Start of Block

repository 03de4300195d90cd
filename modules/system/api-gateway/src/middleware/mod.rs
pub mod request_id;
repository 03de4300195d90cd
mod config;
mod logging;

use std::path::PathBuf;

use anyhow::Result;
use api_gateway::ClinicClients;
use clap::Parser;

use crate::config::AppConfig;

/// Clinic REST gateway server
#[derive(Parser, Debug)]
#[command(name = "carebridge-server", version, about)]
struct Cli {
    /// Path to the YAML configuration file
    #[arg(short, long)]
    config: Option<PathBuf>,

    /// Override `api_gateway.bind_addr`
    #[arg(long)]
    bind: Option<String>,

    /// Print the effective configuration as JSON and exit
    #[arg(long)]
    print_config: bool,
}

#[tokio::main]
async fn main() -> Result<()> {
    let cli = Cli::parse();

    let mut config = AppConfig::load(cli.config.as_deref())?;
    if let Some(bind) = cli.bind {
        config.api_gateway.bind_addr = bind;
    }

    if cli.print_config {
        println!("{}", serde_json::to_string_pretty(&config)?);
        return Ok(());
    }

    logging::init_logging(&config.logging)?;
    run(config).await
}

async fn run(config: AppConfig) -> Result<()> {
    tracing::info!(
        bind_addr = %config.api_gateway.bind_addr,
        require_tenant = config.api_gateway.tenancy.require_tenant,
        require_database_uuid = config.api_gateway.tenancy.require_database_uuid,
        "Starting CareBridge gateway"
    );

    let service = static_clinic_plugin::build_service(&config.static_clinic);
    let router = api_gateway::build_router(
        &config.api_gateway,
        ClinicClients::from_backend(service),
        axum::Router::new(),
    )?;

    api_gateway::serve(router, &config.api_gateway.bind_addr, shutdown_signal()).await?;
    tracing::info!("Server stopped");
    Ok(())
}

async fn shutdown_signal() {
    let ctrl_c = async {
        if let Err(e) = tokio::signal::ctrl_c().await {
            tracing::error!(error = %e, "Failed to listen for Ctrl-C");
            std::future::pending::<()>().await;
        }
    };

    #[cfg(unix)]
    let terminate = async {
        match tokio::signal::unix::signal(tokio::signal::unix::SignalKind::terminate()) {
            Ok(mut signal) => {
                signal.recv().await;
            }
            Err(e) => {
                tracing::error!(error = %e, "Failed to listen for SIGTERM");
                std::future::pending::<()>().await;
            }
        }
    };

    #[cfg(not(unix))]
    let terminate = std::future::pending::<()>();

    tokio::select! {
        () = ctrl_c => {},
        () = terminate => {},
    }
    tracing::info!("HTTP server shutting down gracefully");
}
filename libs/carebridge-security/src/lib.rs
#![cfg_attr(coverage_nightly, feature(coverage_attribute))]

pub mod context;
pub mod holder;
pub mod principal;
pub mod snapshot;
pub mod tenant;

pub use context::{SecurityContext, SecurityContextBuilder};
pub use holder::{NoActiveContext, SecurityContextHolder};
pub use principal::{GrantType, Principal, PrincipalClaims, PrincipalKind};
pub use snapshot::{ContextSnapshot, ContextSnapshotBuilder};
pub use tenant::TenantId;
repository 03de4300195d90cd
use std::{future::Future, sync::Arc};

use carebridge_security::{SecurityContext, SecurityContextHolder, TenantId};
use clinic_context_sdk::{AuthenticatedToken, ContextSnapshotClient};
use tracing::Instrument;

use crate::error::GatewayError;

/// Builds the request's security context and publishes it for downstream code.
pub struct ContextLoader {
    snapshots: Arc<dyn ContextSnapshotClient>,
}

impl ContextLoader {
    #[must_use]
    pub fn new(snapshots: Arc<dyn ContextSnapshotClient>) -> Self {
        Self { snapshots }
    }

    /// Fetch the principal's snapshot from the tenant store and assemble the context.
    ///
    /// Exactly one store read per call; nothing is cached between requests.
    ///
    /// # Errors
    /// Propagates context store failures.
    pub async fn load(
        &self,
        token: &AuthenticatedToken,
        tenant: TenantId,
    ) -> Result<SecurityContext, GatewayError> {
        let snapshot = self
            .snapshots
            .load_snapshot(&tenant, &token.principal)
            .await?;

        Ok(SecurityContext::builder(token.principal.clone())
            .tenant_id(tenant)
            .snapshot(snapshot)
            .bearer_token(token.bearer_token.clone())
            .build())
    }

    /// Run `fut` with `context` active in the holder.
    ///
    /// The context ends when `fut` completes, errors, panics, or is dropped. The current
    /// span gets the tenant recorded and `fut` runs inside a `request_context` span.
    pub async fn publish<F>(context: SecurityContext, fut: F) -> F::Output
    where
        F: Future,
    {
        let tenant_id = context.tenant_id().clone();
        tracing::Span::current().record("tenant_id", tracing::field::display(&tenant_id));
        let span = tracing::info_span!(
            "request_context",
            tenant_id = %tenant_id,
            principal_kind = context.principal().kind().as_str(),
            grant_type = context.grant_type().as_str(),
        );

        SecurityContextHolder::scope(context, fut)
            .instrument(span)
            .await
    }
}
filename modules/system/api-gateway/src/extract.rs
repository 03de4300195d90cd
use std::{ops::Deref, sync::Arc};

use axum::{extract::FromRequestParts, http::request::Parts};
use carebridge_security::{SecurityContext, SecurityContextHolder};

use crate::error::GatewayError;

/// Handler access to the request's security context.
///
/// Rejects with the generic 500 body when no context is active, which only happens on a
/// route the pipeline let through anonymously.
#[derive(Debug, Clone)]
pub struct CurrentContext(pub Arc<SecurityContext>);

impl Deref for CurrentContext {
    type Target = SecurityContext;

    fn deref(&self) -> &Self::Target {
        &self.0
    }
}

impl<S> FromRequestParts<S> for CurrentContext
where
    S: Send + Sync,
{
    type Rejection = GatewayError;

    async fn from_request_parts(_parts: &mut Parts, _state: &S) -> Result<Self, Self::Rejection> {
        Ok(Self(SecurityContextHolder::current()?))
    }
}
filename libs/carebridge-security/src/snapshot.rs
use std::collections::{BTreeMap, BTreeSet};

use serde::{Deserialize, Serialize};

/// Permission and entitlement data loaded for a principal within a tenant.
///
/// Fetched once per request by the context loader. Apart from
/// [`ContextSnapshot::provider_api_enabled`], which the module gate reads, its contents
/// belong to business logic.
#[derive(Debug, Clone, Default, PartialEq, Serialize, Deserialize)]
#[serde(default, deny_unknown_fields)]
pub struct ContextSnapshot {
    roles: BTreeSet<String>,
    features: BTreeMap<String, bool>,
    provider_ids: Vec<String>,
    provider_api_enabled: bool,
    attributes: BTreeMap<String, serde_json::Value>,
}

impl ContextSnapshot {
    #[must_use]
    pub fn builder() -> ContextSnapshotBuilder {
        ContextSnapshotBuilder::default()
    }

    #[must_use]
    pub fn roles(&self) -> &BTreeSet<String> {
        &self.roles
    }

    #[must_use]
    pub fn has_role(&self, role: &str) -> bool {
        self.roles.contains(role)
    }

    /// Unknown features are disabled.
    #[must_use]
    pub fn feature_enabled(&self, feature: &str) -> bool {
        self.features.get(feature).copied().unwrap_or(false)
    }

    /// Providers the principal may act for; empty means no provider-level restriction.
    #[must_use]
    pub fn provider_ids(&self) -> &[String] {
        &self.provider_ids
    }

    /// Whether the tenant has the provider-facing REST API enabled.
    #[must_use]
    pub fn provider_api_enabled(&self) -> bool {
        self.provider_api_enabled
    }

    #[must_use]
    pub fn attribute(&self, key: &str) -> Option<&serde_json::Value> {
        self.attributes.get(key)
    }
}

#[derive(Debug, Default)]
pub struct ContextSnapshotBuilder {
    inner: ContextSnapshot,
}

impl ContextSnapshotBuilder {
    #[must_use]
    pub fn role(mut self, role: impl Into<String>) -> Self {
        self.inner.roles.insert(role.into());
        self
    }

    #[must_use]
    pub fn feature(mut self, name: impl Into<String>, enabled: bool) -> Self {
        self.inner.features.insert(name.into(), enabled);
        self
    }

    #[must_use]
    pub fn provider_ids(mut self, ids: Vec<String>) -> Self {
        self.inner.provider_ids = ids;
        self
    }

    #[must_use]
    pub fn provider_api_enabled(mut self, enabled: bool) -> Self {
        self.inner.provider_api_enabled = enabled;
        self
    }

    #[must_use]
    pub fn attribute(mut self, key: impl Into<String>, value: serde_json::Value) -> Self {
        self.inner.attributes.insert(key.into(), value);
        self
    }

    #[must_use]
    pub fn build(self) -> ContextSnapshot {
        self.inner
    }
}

End of Block

◆ TASK PROMPT
All lines above that contain "system" are required in the answer.

◆ SOLUTION TO THE PROBLEM
filename modules/system/api-gateway/src/middleware/mod.rs
filename modules/system/api-gateway/src/extract.rs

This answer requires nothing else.